__WORK INSTRUCTION__
Wherever a line holds the word "Processing", copy that line from the data.
──────────────────────────────
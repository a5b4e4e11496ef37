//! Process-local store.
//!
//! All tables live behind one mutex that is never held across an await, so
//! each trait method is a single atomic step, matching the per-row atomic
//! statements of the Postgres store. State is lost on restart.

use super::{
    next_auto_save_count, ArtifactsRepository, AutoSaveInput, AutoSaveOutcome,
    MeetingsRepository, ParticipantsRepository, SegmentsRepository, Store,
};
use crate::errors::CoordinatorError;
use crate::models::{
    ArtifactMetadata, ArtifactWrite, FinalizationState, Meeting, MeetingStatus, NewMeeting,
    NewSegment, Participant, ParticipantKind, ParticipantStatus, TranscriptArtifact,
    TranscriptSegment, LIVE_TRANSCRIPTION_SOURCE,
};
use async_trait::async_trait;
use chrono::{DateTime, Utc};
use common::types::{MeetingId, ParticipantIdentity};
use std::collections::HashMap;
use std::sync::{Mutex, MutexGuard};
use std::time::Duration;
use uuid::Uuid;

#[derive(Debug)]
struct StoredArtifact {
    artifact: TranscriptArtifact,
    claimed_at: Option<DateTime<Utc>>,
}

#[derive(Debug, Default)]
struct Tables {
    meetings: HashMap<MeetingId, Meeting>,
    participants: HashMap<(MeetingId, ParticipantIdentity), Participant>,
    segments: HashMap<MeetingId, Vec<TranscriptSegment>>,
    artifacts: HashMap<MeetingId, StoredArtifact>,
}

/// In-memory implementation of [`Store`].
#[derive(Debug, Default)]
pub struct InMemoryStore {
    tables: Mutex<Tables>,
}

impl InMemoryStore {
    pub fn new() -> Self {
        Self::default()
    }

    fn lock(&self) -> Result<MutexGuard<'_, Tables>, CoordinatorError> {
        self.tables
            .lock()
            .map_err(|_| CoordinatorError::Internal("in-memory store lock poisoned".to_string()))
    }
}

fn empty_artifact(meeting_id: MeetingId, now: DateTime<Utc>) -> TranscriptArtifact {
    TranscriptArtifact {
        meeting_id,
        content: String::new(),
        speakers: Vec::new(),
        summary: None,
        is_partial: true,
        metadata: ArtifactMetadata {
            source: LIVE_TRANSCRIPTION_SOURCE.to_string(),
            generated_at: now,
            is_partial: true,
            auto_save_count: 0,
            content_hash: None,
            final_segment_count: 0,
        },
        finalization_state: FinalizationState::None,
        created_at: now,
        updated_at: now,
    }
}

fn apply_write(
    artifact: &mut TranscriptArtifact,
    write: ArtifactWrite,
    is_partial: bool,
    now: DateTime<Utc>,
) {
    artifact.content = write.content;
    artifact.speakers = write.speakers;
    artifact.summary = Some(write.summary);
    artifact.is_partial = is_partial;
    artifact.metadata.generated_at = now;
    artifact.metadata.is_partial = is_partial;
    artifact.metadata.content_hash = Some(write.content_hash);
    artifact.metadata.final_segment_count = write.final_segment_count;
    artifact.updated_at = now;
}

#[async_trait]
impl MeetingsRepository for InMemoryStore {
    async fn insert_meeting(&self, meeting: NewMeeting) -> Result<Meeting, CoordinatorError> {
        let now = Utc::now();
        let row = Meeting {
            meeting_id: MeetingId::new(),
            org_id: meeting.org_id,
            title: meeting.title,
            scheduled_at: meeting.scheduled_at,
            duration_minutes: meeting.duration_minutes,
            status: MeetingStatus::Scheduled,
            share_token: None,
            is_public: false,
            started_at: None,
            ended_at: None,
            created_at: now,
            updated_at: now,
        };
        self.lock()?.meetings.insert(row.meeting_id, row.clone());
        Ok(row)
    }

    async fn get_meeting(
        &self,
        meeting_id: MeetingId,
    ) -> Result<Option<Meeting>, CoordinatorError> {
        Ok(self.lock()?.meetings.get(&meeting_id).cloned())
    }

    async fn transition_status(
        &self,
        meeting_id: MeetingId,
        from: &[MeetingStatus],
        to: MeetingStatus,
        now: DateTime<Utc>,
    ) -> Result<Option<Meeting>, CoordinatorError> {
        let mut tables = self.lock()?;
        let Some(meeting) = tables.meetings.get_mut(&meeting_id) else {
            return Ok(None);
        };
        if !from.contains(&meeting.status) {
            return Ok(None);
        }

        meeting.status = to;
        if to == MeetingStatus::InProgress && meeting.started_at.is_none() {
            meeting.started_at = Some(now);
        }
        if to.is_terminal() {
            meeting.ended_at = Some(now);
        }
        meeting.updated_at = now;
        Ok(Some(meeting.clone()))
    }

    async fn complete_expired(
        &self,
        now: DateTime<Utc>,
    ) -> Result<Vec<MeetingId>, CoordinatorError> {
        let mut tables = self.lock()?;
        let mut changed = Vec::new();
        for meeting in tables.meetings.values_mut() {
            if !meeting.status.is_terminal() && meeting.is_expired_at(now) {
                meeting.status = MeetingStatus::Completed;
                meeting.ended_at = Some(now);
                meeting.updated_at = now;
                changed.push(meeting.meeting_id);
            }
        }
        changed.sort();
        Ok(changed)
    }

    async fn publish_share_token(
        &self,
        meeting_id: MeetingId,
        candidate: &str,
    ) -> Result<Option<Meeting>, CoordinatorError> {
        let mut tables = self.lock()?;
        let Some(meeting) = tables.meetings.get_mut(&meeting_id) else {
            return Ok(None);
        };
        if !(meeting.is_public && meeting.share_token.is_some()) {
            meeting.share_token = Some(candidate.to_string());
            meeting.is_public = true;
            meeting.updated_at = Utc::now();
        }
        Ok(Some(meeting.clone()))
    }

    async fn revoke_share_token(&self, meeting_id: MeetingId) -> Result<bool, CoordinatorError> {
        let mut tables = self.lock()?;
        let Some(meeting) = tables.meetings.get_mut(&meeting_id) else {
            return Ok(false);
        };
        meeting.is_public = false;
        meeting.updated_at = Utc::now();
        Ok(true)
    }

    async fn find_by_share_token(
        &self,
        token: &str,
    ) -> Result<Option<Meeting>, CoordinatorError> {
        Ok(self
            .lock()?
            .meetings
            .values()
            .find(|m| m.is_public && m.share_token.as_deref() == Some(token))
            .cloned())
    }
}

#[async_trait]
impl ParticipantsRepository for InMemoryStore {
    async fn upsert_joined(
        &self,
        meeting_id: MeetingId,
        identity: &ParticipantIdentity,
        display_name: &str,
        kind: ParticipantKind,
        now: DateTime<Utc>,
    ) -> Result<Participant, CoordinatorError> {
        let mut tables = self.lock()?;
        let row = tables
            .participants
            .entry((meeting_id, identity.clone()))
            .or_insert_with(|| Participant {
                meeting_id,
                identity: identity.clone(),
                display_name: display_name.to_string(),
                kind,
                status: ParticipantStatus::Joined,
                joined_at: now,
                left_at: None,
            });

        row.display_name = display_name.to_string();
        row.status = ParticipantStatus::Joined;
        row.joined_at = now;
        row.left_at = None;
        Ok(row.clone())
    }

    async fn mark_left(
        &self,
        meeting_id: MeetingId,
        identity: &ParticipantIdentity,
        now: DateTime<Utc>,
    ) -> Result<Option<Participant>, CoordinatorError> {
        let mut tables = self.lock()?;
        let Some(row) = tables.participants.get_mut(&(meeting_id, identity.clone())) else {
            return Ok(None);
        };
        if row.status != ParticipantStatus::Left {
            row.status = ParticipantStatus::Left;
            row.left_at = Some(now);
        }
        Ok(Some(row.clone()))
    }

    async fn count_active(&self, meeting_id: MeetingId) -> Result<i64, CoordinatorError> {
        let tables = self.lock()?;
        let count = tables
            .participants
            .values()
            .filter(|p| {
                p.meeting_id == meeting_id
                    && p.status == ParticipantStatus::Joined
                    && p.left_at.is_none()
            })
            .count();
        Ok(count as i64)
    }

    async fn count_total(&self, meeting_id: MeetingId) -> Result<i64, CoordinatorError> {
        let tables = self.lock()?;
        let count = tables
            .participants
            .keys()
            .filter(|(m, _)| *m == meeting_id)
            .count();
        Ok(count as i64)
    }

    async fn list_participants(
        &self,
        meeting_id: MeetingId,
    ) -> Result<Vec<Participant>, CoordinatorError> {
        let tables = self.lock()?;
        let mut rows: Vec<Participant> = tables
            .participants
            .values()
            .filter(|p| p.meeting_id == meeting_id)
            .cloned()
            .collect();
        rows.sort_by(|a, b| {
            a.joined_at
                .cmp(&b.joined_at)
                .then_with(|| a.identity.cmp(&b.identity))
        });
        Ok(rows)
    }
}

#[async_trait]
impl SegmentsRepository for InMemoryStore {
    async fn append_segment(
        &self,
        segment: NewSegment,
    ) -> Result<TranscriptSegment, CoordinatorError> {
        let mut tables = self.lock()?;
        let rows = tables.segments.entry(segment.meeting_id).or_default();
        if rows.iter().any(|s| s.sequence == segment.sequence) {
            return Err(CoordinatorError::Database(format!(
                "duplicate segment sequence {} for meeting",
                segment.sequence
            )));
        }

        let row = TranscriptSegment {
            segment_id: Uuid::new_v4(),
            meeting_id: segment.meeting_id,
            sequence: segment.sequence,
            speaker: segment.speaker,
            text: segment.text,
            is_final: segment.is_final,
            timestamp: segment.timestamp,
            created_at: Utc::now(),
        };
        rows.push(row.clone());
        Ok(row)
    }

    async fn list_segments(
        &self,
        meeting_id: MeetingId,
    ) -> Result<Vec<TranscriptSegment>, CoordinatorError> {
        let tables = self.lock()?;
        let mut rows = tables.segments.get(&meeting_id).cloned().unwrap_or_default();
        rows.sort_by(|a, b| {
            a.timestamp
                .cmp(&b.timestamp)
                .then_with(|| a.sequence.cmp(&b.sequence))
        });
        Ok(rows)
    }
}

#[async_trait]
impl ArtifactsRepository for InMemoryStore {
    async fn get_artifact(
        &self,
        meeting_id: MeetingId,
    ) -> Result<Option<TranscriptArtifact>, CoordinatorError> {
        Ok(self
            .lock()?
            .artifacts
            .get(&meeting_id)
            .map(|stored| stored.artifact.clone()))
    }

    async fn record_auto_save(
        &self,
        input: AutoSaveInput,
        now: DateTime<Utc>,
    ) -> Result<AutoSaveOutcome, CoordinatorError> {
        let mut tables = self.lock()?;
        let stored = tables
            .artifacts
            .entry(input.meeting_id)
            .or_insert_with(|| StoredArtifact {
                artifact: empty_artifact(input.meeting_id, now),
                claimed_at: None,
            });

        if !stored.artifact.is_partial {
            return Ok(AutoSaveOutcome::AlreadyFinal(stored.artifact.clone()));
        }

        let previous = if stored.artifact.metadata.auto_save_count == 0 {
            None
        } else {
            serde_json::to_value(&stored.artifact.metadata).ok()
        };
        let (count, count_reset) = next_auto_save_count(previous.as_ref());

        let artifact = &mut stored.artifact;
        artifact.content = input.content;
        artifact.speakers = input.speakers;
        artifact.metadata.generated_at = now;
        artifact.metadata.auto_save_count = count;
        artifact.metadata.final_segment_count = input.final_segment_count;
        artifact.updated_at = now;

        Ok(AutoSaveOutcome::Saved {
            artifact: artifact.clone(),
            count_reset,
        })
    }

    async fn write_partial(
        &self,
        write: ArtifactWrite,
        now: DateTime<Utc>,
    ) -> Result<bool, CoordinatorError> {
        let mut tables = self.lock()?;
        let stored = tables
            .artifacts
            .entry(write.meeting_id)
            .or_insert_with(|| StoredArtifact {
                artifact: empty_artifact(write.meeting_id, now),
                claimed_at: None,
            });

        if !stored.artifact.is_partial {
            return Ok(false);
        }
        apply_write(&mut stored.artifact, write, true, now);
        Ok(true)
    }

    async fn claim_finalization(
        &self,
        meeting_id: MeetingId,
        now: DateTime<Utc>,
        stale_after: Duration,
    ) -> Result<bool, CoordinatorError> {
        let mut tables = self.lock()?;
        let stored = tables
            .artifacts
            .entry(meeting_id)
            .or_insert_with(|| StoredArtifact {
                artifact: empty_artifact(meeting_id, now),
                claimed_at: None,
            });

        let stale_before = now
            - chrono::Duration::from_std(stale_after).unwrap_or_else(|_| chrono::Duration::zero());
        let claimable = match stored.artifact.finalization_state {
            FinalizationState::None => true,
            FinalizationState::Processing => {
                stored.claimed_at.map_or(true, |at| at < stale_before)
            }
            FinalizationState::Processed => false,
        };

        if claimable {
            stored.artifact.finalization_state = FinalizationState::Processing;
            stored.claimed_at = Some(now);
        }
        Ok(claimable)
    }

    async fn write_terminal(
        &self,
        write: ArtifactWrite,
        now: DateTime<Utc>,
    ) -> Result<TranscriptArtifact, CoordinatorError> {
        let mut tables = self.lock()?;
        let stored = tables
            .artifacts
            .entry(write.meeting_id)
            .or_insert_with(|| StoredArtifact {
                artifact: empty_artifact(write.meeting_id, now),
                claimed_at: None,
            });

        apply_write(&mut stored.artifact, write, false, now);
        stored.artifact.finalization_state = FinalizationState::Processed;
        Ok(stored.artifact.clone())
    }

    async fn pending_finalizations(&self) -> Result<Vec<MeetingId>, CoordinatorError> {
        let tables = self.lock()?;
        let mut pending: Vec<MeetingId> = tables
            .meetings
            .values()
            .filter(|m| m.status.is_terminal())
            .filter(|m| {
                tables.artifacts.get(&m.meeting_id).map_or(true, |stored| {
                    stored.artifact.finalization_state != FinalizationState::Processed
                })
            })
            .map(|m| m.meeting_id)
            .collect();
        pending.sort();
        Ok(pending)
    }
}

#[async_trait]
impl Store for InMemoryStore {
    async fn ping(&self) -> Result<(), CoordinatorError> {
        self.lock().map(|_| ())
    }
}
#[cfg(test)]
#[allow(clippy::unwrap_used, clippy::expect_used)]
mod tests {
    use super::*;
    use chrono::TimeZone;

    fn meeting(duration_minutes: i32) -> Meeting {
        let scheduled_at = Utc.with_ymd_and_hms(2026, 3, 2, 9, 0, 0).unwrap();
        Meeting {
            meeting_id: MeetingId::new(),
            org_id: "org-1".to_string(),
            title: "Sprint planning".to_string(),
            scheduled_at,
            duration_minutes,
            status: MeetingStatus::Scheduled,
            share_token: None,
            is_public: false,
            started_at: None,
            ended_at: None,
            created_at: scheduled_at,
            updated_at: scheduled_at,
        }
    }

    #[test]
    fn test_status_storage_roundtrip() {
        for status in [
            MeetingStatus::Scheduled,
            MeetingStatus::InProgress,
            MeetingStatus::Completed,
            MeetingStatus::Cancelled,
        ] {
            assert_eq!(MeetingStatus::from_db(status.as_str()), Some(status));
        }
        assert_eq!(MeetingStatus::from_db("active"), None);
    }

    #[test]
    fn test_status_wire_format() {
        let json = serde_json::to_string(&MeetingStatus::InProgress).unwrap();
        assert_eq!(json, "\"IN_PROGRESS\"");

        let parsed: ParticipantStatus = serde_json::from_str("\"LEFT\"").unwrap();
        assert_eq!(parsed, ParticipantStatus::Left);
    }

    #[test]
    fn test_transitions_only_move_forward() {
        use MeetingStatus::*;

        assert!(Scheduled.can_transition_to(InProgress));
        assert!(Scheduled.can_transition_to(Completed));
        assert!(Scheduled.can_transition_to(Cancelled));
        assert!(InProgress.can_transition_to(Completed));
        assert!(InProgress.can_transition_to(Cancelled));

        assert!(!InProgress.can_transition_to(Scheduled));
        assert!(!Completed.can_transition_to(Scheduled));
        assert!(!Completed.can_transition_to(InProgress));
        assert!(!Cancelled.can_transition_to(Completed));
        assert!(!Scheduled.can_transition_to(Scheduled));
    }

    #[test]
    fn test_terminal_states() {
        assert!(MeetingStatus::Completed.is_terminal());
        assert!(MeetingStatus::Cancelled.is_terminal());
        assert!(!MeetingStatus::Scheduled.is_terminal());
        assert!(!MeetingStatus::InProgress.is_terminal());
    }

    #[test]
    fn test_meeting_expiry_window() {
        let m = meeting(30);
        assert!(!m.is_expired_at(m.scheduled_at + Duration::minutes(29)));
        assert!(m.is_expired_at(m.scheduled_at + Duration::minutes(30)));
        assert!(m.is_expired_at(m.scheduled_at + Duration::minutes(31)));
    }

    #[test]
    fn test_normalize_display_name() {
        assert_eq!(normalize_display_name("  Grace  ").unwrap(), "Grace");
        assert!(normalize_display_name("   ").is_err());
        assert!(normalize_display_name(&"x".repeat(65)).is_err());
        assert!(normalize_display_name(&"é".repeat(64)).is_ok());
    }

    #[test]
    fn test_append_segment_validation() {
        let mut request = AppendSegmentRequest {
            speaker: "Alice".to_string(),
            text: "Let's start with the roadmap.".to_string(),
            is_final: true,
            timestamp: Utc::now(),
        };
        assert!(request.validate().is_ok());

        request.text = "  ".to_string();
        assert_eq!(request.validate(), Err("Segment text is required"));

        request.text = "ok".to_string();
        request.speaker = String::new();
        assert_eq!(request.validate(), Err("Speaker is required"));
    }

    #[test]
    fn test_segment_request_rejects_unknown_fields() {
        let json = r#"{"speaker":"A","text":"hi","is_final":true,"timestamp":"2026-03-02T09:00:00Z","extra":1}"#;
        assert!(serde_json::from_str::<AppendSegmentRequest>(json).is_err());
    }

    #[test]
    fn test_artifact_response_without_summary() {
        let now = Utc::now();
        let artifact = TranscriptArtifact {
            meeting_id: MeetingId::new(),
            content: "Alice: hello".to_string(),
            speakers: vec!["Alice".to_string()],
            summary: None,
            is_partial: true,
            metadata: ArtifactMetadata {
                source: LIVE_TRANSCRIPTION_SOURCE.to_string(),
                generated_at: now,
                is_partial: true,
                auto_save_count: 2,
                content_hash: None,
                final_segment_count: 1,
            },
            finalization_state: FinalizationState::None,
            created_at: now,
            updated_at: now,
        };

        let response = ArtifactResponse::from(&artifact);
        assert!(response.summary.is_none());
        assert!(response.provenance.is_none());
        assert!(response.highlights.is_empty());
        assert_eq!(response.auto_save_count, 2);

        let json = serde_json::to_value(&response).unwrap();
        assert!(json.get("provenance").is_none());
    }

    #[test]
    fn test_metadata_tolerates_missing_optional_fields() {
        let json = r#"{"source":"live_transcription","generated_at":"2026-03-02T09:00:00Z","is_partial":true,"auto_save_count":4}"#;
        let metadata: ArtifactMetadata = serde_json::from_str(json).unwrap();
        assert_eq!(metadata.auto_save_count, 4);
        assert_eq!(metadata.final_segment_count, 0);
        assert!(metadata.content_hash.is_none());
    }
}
──────────────────────────────
__ANSWER TO THIS TASK__
            FinalizationState::Processing => {
            stored.artifact.finalization_state = FinalizationState::Processing;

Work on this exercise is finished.